Start of Dataset extract

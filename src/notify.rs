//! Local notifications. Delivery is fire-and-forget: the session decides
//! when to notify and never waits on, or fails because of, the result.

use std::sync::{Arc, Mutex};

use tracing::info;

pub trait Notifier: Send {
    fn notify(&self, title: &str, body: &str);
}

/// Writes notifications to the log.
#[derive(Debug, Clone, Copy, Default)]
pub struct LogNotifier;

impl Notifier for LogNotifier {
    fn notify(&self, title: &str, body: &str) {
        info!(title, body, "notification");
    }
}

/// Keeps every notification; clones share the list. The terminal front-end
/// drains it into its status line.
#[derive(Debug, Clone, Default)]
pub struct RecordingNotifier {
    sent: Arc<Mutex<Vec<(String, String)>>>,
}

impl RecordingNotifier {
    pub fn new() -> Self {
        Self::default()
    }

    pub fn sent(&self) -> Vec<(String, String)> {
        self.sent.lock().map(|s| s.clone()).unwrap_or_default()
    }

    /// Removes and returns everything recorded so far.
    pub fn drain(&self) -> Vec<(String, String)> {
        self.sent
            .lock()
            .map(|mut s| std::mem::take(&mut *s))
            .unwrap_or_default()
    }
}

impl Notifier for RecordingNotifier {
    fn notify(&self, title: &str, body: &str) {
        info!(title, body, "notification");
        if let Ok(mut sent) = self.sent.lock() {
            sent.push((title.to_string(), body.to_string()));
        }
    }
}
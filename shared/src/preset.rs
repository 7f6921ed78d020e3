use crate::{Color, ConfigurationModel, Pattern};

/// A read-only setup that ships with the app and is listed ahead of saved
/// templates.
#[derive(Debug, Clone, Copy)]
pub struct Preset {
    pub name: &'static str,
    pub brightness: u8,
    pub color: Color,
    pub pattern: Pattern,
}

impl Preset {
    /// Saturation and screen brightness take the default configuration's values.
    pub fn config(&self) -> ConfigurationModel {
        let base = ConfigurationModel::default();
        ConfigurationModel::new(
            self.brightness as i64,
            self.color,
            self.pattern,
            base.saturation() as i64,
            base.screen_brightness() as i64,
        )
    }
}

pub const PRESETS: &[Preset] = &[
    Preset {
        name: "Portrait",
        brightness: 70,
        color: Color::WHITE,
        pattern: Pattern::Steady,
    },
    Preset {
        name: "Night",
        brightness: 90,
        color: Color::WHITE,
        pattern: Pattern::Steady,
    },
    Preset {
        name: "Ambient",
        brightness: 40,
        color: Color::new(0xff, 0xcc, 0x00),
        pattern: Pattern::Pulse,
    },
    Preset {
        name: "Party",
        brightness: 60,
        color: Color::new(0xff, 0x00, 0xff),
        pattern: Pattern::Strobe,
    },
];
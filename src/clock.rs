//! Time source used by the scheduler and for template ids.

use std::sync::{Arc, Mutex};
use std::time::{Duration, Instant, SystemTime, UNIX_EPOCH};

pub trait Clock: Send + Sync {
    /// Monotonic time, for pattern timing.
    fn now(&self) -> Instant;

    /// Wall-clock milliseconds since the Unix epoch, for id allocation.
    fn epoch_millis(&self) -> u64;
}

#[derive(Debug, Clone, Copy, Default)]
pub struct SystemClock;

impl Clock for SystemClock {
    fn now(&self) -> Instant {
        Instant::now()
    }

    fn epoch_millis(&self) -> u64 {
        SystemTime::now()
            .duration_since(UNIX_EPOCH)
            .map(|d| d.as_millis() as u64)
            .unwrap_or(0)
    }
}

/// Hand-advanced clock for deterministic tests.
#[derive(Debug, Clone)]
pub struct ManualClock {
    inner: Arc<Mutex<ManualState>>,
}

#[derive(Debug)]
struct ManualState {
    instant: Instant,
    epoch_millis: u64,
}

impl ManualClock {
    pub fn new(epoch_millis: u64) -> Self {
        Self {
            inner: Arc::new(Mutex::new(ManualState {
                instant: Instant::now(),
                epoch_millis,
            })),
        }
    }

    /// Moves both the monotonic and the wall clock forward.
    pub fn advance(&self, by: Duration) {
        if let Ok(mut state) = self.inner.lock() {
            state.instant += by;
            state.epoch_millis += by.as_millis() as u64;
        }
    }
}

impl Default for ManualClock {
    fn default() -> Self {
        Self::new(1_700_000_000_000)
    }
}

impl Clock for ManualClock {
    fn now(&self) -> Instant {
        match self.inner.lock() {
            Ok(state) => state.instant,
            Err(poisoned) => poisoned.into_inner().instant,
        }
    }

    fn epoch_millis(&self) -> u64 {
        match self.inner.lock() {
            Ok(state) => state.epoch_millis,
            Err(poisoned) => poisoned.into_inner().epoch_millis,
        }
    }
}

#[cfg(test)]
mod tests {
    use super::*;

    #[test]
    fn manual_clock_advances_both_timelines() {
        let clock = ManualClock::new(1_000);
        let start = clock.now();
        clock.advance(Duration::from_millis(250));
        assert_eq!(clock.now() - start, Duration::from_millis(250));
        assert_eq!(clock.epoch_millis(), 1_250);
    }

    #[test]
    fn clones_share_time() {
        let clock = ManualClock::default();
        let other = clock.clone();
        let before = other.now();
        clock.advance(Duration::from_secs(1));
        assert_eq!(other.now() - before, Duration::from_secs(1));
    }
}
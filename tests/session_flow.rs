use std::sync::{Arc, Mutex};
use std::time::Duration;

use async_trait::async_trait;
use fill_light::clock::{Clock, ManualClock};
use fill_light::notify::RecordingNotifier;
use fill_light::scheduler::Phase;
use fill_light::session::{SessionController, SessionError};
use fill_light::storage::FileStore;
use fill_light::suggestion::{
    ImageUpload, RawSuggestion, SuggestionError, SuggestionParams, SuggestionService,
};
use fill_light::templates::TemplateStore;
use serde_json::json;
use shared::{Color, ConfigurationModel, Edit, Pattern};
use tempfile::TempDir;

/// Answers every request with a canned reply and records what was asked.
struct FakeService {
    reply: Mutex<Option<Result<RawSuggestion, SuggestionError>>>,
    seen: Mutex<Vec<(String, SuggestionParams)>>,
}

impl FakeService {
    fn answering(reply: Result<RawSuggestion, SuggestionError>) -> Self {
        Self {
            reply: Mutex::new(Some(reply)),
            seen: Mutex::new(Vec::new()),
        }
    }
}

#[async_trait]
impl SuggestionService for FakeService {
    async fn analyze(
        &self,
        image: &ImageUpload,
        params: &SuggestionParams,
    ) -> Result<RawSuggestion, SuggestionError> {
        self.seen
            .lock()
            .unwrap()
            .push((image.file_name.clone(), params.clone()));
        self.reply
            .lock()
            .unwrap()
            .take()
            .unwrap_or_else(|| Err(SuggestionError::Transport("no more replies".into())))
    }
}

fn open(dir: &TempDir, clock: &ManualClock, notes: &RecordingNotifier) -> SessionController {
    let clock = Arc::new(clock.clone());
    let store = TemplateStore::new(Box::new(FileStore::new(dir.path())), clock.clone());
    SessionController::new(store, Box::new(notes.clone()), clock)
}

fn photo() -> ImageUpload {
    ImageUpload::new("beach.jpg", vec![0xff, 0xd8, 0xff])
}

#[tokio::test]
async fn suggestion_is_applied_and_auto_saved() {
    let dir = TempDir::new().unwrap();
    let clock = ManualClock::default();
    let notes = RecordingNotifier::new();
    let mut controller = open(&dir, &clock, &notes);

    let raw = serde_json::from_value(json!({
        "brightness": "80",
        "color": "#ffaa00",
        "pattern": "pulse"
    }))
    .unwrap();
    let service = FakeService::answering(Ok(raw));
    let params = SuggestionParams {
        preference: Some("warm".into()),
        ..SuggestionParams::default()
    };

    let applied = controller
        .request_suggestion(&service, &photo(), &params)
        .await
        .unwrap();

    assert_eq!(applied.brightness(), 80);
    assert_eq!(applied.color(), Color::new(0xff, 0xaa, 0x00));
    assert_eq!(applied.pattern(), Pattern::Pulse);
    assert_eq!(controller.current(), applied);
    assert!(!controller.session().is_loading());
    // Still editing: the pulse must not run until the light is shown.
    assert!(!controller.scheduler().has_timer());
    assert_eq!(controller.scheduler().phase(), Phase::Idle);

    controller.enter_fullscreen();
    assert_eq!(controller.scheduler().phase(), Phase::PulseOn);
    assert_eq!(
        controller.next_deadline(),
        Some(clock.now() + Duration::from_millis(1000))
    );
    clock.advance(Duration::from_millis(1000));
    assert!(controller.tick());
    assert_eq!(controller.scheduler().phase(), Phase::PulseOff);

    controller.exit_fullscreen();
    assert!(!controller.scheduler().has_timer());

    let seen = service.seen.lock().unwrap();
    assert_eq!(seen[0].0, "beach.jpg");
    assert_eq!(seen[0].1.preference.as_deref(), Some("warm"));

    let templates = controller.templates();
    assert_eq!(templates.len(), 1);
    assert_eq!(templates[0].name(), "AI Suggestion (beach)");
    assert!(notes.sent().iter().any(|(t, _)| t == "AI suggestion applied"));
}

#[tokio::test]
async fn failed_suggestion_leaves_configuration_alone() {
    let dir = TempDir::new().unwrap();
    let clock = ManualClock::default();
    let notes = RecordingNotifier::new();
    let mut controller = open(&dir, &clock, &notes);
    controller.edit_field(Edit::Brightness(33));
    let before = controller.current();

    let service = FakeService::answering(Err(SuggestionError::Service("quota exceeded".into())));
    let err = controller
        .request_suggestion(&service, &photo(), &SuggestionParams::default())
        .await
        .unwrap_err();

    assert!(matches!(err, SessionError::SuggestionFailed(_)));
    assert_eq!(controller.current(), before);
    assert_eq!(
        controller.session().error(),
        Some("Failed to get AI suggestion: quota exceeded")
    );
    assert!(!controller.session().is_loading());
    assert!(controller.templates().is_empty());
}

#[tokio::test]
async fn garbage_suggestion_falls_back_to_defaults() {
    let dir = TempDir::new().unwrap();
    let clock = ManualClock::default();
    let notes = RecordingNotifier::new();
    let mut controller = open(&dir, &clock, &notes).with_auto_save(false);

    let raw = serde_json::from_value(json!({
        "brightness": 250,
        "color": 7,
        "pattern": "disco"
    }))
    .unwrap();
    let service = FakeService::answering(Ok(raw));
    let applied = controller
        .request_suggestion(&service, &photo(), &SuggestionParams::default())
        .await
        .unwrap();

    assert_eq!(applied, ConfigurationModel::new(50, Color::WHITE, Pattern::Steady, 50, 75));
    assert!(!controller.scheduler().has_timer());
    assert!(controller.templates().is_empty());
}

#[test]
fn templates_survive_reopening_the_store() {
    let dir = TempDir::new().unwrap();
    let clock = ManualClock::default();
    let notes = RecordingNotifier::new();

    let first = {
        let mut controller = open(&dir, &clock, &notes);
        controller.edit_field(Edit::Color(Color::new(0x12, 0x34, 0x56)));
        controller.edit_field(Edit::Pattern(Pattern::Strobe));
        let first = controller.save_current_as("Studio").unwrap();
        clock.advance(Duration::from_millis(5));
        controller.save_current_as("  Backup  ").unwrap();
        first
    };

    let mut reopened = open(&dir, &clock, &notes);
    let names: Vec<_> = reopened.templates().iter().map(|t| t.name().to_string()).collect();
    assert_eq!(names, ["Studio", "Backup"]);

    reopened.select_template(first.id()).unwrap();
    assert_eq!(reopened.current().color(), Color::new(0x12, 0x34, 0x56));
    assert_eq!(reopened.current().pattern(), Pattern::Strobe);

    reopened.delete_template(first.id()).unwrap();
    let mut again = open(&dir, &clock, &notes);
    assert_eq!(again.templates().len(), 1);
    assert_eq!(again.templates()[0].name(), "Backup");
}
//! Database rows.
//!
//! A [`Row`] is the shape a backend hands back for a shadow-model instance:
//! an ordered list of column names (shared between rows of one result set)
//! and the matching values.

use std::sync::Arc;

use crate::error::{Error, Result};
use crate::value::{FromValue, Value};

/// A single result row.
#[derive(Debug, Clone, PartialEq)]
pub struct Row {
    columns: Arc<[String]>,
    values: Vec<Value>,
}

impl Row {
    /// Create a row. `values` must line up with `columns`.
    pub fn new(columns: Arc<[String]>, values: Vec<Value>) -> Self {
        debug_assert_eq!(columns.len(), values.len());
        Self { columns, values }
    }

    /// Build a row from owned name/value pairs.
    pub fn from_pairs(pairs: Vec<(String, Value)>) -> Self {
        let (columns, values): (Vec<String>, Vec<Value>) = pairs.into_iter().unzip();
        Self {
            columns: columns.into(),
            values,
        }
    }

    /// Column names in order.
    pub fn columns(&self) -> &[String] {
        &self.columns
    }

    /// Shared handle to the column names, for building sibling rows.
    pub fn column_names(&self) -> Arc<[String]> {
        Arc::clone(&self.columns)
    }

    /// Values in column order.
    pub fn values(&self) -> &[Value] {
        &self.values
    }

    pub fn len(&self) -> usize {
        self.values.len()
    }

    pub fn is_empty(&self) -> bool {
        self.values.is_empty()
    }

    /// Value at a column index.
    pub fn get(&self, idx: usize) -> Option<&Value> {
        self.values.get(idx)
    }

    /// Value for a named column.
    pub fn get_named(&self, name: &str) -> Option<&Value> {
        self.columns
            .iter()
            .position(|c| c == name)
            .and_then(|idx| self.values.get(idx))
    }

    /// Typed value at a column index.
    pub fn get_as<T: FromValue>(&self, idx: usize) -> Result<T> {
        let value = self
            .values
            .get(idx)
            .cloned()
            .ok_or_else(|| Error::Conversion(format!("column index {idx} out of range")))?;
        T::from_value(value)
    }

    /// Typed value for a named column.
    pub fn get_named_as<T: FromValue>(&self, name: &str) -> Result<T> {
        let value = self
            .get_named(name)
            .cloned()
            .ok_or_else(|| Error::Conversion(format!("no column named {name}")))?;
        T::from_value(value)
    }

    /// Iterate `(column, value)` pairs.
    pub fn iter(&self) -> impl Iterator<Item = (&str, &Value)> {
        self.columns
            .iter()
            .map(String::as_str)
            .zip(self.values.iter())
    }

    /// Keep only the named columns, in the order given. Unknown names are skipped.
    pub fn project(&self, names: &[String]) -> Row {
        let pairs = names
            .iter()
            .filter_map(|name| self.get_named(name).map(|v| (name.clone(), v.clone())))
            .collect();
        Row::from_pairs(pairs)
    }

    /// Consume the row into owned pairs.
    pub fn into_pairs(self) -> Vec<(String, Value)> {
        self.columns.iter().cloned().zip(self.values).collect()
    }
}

End of Dataset extract

Required action:
Report how many lines above hold the string "tests", giving nothing but the number.

Answer box:
3